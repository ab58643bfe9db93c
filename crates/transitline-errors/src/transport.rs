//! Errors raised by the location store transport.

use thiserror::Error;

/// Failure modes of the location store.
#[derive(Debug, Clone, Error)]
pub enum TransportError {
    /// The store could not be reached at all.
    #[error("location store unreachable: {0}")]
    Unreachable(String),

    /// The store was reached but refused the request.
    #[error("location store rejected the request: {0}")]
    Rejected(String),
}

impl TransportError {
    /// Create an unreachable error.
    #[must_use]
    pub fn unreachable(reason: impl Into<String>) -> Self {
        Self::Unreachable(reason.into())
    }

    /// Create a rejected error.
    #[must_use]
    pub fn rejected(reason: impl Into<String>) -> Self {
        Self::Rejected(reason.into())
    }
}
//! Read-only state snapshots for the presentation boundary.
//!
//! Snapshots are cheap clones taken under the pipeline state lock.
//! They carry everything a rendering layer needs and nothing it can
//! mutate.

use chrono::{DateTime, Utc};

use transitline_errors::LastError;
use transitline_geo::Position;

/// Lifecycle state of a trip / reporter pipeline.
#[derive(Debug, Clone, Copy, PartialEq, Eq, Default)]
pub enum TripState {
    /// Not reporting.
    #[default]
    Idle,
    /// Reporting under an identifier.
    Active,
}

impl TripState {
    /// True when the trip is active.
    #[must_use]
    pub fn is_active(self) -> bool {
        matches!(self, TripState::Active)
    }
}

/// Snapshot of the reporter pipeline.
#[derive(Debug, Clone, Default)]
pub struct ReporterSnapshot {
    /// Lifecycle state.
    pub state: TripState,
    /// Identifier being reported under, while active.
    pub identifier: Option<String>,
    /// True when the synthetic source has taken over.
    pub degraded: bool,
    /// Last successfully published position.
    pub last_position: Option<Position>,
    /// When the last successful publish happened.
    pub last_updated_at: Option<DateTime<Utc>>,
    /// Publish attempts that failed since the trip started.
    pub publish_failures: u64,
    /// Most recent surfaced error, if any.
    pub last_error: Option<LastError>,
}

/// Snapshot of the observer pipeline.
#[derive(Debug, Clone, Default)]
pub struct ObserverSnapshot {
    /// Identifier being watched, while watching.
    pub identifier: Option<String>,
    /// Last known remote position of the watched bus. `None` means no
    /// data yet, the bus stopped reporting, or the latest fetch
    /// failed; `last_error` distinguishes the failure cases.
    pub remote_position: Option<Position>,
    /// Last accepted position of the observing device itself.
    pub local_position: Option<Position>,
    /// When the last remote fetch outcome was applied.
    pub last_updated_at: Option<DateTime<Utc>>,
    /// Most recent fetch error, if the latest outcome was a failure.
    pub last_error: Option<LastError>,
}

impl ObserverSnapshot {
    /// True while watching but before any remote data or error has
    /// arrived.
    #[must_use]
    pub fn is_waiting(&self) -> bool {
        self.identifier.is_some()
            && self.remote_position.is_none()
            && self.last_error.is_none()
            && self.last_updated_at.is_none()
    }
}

○ ○ ○ ○ ○

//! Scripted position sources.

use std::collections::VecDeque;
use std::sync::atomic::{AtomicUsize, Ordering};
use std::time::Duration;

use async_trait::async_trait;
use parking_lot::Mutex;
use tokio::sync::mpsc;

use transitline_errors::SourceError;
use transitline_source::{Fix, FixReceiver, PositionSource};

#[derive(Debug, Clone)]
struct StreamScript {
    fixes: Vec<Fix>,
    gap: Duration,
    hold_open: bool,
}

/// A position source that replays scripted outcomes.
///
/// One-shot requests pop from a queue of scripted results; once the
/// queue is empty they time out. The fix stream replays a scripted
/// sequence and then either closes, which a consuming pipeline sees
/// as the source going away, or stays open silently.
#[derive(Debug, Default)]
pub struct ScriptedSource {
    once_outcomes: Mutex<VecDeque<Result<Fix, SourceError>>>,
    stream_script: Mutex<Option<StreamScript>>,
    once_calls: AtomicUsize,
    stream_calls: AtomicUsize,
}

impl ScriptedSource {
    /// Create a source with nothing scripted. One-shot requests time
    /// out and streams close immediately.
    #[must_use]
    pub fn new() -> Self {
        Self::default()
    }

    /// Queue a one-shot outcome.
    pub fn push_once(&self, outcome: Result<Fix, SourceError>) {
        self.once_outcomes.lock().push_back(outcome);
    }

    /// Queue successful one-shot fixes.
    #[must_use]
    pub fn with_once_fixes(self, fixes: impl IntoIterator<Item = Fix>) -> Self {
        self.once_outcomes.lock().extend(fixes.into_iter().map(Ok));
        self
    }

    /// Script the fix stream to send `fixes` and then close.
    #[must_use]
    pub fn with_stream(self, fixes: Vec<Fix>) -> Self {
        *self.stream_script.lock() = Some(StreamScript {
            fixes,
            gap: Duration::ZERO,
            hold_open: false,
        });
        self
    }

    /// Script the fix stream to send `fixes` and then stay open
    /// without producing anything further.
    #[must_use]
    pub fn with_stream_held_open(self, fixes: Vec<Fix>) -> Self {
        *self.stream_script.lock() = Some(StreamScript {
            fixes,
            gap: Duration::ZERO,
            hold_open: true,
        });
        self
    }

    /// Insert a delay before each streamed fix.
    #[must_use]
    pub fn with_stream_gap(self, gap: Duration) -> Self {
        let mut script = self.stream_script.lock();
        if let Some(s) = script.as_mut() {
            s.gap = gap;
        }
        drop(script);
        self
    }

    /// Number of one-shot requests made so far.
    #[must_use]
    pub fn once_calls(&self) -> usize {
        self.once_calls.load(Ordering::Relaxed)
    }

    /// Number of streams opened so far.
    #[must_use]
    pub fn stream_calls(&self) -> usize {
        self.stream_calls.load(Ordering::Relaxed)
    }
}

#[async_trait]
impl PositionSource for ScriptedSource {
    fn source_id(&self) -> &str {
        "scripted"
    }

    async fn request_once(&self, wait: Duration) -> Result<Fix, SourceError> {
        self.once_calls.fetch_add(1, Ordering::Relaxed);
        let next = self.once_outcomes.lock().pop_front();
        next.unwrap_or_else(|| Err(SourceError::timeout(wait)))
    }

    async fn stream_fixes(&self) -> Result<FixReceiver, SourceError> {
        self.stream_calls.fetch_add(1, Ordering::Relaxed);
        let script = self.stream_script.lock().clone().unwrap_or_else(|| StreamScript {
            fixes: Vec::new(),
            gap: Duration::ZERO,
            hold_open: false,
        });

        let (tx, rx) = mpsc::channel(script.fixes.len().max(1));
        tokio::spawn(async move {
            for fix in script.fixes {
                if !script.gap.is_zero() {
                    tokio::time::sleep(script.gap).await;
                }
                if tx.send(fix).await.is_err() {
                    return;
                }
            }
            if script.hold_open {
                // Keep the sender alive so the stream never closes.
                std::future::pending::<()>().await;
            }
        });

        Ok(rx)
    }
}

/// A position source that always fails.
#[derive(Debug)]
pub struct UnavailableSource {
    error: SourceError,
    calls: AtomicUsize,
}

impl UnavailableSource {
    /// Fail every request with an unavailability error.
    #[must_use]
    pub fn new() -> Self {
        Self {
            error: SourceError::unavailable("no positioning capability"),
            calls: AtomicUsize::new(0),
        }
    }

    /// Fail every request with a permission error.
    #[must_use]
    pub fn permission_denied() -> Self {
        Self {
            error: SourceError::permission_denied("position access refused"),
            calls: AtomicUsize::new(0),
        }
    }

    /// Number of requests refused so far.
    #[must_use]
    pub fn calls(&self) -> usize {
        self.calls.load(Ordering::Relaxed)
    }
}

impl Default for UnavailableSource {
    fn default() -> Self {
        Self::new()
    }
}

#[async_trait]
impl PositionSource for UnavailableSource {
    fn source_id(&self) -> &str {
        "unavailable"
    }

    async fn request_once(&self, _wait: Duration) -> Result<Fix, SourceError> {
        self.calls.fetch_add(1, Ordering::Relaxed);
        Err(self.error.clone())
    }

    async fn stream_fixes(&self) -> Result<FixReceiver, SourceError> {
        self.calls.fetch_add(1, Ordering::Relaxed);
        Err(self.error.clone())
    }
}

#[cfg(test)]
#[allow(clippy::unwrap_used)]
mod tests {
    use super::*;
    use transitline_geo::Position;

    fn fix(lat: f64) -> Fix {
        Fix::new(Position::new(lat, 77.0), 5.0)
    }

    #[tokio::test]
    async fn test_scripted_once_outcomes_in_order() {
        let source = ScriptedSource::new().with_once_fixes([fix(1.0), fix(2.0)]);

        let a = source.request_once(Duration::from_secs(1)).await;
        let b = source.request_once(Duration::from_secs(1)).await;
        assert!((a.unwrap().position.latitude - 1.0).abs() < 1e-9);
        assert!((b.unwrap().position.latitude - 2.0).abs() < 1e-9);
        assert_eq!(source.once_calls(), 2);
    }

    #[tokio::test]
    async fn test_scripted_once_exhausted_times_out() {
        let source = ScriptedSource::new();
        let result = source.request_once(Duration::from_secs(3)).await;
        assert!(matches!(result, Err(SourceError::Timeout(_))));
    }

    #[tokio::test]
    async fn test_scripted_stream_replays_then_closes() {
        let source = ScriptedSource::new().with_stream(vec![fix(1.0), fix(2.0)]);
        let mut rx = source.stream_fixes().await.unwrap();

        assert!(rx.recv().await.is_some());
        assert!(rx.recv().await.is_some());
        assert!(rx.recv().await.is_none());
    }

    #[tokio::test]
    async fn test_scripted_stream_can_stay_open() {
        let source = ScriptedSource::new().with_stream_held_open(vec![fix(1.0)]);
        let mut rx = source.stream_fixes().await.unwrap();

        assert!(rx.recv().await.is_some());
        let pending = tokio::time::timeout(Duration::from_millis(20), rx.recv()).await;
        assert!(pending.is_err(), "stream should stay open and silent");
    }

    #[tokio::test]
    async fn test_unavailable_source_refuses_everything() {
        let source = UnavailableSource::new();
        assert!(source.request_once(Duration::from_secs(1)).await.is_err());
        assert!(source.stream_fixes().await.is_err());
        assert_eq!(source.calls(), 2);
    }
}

○ ○ ○ ○ ○

• Problem details: From the entries above, restate word for word the lines from the line containing "repository ab58643bfe9db93c" to the line containing "reached at all.", both ends included, and nothing more.

• Completed task:
repository ab58643bfe9db93c
filename crates/transitline-errors/src/transport.rs
//! Errors raised by the location store transport.

use thiserror::Error;

/// Failure modes of the location store.
#[derive(Debug, Clone, Error)]
pub enum TransportError {
    /// The store could not be reached at all.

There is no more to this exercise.